Imagem ilustrativa da imagem DEDO DE PROSA| A geada da minha infância

Contava eu dez anos de idade quando a “geada negra” se abateu sobre o nosso querido norte pioneiro – a terra dos “pés vermelhos”. Naquela manhã gélida pudemos notar os trágicos efeitos deste fenômeno climático que assolou a economia e o modo de vida de milhares de pessoas que dependiam do agronegócio.

A temperatura despencou bruscamente para 9 graus negativos naquela madrugada de 18 de julho de 1975. No dia anterior a capital do Paraná registrou neve para delírio dos curitibanos. Famílias saiam às ruas para comemorar construindo os tradicionais bonecos de neve e se divertir com a passagem deste fenômeno.

Mas quando os primeiros raios de sol começaram a sair o que se viu foi assustador e desolador: 850 milhões de pés de café foram atingidos; 300 mil agricultores foram afetados em suas lavouras; 80 mil pequenas propriedades deixaram de existir...provocando um êxodo rural de proporções gigantescas e sem precedentes em nossa história, calculado em aproximadamente 2 milhões de pessoas!

Este tipo de geada é chamada de “negra” porque os ventos frios e fortes queimam a vegetação por dentro, impedindo a rebrota após a intempérie obrigando os agricultores a erradicar por completo as plantas atingidas.

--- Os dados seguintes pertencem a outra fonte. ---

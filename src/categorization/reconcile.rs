// 🔗 Reconciler - map dictionary labels onto the user's own categories

use super::dictionary::OTHER_LABEL;
use super::scorer::ScoredCategory;
use crate::entities::UserCategory;

/// Confidence of any fallback pick, independent of the scoring weights
pub const FALLBACK_CONFIDENCE: f64 = 0.3;

/// Pick the category to suggest.
///
/// `ranked` is highest-confidence first. The first ranked label that is also
/// a candidate name (exact, case-sensitive) wins with its own confidence.
/// When no label matched at all, "Other" is kept if the user owns a category
/// with that name. Everything else falls back to the first candidate at
/// [`FALLBACK_CONFIDENCE`].
pub fn reconcile(ranked: &[ScoredCategory], candidates: &[UserCategory]) -> (String, f64) {
    let owns = |name: &str| candidates.iter().any(|c| c.name == name);

    if ranked.is_empty() {
        if owns(OTHER_LABEL) {
            return (OTHER_LABEL.to_string(), FALLBACK_CONFIDENCE);
        }
    } else if let Some(hit) = ranked.iter().find(|scored| owns(scored.label.as_str())) {
        return (hit.label.clone(), hit.confidence);
    }

    match candidates.first() {
        Some(first) => (first.name.clone(), FALLBACK_CONFIDENCE),
        None => (OTHER_LABEL.to_string(), FALLBACK_CONFIDENCE),
    }
}

/// Other candidate names for manual override: original order, without the
/// chosen category or repeats, at most `limit`.
pub fn alternatives(candidates: &[UserCategory], chosen: &str, limit: usize) -> Vec<String> {
    let mut picked: Vec<String> = Vec::with_capacity(limit);

    for candidate in candidates {
        if picked.len() == limit {
            break;
        }
        if candidate.name == chosen || picked.contains(&candidate.name) {
            continue;
        }
        picked.push(candidate.name.clone());
    }

    picked
}
//! Integration tests for the language registry.
//!
//! These tests exercise the public API end to end: global discovery, lookup,
//! instantiation, rendering, and the error paths for unknown tags, empty
//! registration tables, and failing plugin constructors.

use std::collections::HashSet;

use lemma_render::{
    lang_code, LanguagePlugin, PluginRegistration, Registry, RegistryError,
};

// ==================== Test Helpers ====================

fn fallback_factory() -> anyhow::Result<Box<dyn LanguagePlugin>> {
    struct Fallback;
    impl LanguagePlugin for Fallback {}
    Ok(Box::new(Fallback))
}

// ==================== Global Registry Tests ====================

#[test]
fn test_builtin_languages_are_collected() {
    let registry = Registry::global().expect("discovery should succeed");

    let expected: HashSet<&str> = ["de-DE", "en-US"].into_iter().collect();
    assert_eq!(registry.supported_languages(), expected);
}

#[test]
fn test_every_supported_language_resolves() {
    let registry = Registry::global().expect("discovery should succeed");

    for tag in registry.supported_languages() {
        let entry = registry.get_class(tag).expect("listed tag should resolve");
        assert_eq!(entry.tag(), tag);
        assert_eq!(entry.lang_code(), lang_code(tag));
    }
}

#[test]
fn test_supported_languages_is_idempotent() {
    let registry = Registry::global().expect("discovery should succeed");

    let first = registry.supported_languages();
    let second = registry.supported_languages();
    assert_eq!(first, second);
}

// ==================== Rendering Tests ====================

#[test]
fn test_german_instance_renders_with_locale_prefix() {
    let registry = Registry::global().expect("discovery should succeed");

    let instance = registry.get_instance("de-DE").expect("should construct");
    assert_eq!(instance.render("a"), "rendered (DE): a");
}

#[test]
fn test_english_instance_renders_with_fallback() {
    let registry = Registry::global().expect("discovery should succeed");

    let instance = registry.get_instance("en-US").expect("should construct");
    assert_eq!(instance.render("a"), "rendered: a");
}

// ==================== Error Path Tests ====================

#[test]
fn test_unregistered_tag_fails_lookup() {
    let registry = Registry::global().expect("discovery should succeed");

    let err = registry
        .get_class("fr-FR")
        .expect_err("fr-FR is not registered");
    match err {
        RegistryError::UnknownLanguage { tag } => assert_eq!(tag, "fr-FR"),
        other => panic!("unexpected error: {other:?}"),
    }
}

#[test]
fn test_empty_registration_table_is_fatal() {
    let err = Registry::discover(&[]).expect_err("no registrations should be fatal");
    assert!(matches!(err, RegistryError::PluginDiscovery));
}

#[test]
fn test_failing_constructor_propagates_plugin_error() {
    let registry = Registry::discover(&[PluginRegistration {
        tag: "xx-XX",
        factory: || anyhow::bail!("language model 'xx_core' is not installed"),
    }])
    .expect("discovery should succeed");

    let err = registry
        .get_instance("xx-XX")
        .expect_err("construction should fail");
    match err {
        RegistryError::PluginConstruction { tag, source } => {
            assert_eq!(tag, "xx-XX");
            // The plugin's own error reaches the caller unchanged.
            assert_eq!(source.to_string(), "language model 'xx_core' is not installed");
        }
        other => panic!("unexpected error: {other:?}"),
    }
}

// ==================== Custom Table Tests ====================

#[test]
fn test_registry_from_explicit_registrations() {
    let registry = Registry::discover(&[
        PluginRegistration {
            tag: "nl-NL",
            factory: fallback_factory,
        },
        PluginRegistration {
            tag: "nl-BE",
            factory: fallback_factory,
        },
    ])
    .expect("discovery should succeed");

    let expected: HashSet<&str> = ["nl-NL", "nl-BE"].into_iter().collect();
    assert_eq!(registry.supported_languages(), expected);
    assert_eq!(registry.get_class("nl-BE").unwrap().lang_code(), "nl");
}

A vegetação e os cafezais ficaram como que chamuscados após sua passagem.

Naquela manhã fatídica acordamos com uma sensação de que não era normal tanto frio, mas nem podíamos imaginar ou calcular os efeitos danosos da onda de frio intenso e desconfortante que tomava conta de nós. Recordo-me ver papai regando o pé de limão taiti que havia plantado meses antes perto varanda da edícula onde morávamos. Com a água tentava em aliviar o gelo que se acumulava sobre suas folhas. Tarde demais!

Aos subirmos ruas acimas do bairro onde morávamos, bairro este que recebe o nome em homenagem à riqueza produzida pelo café (Ouro Verde) nos deparamos com cenas que ainda estão na memória: pessoas envoltas em várias camadas de roupas e soltando uma “fumacinha” quando pronunciavam palavras ou simplesmente respiravam. Murmuravam e reclamavam o tempo todo da quantidade de frio que sentiam. O campo de futebol, ainda de terra batida enfrente à igreja, guardava uma fina camada de gelo que se quebrava quando passávamos. Era uma festa só!

A velha barraquinha do “Seo Joaquim” servia café quentinho para “espantar o frio” e o Bar do Ponto do “ Zé do Bar ” a boa e velha cachaça pra “esquentar o peito”. A geada logo ganhou os noticiários e as rádios AM locais transmitiam os efeitos da intempérie.

Nossa região colhia safras que correspondiam a 50% da produção nacional. A “sorte” é que boa parte do café já havia sido colhido e estocado antes da madrugada histórica de julho de 1975. Novos rumos tomaram a agricultura e o agronegócio norte paranaense após geada negra. Agricultores tiveram que se reinventar frente à crise, porque eles nunca desistem! É uma questão de vocação, sacerdócio... Um aplauso de e um “viva” a estes bravos heróis dos campo que colocam em nossas mesas os víveres de cada dia que necessitamos para nossa sobrevivência!!!